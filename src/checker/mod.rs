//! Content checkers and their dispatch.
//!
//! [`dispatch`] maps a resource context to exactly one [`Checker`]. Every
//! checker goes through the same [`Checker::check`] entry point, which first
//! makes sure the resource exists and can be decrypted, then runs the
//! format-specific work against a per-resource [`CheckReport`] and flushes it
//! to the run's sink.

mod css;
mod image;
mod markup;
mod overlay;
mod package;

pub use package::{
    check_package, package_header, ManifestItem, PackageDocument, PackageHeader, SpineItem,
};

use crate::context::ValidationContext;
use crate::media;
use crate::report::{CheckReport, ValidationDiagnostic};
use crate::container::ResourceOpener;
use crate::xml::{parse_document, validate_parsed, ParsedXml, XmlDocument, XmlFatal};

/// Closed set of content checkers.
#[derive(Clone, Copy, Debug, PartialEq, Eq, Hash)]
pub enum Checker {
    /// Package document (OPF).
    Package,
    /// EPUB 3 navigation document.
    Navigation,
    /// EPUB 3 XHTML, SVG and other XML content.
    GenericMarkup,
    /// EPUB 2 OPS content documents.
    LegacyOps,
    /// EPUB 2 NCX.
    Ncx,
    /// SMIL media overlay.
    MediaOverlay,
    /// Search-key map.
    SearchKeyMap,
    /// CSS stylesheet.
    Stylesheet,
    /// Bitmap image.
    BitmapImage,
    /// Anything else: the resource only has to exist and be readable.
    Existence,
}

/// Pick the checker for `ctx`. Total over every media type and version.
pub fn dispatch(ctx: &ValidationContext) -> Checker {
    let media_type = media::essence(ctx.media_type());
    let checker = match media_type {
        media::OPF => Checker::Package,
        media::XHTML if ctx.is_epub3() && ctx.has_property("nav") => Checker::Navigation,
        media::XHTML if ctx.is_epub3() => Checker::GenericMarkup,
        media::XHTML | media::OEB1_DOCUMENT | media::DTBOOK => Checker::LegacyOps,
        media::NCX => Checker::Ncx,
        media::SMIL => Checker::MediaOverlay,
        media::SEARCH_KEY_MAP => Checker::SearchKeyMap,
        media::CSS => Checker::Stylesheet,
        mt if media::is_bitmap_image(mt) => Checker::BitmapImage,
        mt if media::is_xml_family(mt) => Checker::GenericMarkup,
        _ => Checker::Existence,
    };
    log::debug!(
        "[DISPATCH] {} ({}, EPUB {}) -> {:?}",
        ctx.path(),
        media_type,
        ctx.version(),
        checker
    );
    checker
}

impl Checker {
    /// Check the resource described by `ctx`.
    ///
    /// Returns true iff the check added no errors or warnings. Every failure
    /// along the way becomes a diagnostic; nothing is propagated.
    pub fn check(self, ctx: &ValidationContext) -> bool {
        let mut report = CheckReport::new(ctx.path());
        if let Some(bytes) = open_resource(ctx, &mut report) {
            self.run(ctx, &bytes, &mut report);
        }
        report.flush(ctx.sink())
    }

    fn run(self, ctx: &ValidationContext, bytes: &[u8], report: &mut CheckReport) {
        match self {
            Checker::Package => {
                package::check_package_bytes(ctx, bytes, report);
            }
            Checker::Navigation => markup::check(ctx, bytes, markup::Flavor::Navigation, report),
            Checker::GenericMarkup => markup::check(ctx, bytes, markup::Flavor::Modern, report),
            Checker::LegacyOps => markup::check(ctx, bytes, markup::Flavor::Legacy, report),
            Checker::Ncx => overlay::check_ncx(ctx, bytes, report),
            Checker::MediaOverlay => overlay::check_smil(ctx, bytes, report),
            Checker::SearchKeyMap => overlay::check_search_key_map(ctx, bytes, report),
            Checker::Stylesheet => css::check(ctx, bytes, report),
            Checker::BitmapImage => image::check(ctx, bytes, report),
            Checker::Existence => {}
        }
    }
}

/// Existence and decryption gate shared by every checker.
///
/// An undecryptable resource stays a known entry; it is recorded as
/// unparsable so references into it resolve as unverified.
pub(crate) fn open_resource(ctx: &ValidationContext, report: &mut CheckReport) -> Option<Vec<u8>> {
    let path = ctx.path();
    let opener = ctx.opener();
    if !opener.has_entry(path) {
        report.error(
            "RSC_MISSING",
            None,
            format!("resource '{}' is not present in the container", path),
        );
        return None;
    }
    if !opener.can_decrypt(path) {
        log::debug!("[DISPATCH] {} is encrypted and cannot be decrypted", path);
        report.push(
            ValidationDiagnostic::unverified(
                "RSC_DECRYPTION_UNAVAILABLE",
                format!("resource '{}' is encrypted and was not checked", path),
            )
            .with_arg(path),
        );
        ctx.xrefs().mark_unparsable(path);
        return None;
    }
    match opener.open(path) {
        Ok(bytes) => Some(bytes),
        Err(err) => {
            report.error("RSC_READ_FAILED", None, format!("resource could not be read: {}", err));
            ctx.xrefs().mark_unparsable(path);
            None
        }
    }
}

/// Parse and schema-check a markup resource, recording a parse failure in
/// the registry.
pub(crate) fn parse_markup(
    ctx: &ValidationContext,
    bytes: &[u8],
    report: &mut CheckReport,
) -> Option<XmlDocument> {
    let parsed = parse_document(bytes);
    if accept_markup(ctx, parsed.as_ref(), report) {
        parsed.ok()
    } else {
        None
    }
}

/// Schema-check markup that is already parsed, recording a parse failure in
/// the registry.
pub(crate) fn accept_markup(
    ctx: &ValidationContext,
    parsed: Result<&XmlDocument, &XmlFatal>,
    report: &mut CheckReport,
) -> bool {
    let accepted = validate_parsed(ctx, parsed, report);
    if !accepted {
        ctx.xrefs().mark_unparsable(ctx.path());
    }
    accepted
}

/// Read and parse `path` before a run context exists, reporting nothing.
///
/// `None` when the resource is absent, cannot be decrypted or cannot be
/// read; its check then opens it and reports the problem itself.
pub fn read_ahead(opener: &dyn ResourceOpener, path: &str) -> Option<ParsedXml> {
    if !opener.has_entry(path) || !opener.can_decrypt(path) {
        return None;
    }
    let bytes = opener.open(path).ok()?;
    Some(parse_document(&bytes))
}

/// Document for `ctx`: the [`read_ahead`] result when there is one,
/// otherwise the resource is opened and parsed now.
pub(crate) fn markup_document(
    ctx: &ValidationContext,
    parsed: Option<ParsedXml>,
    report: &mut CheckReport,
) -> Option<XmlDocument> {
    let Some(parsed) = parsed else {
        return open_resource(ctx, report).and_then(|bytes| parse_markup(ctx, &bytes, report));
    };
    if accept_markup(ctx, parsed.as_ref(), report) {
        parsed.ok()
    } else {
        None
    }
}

***

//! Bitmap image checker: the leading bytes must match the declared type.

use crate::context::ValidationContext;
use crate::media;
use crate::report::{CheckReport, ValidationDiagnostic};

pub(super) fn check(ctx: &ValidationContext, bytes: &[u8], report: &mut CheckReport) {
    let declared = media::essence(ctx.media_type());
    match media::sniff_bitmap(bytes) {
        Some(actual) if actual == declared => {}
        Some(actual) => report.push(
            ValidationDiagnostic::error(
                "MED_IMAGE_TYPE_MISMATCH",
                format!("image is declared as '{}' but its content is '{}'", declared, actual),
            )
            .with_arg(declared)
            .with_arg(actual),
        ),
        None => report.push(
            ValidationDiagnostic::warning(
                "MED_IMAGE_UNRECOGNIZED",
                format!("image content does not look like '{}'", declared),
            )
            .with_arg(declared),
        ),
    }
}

***

HOW TO COMPLETE THIS TASK ▸ Only a number is wanted here: how many lines in the entries contain the word "nothing"?

WRITTEN REPLY ▸ 2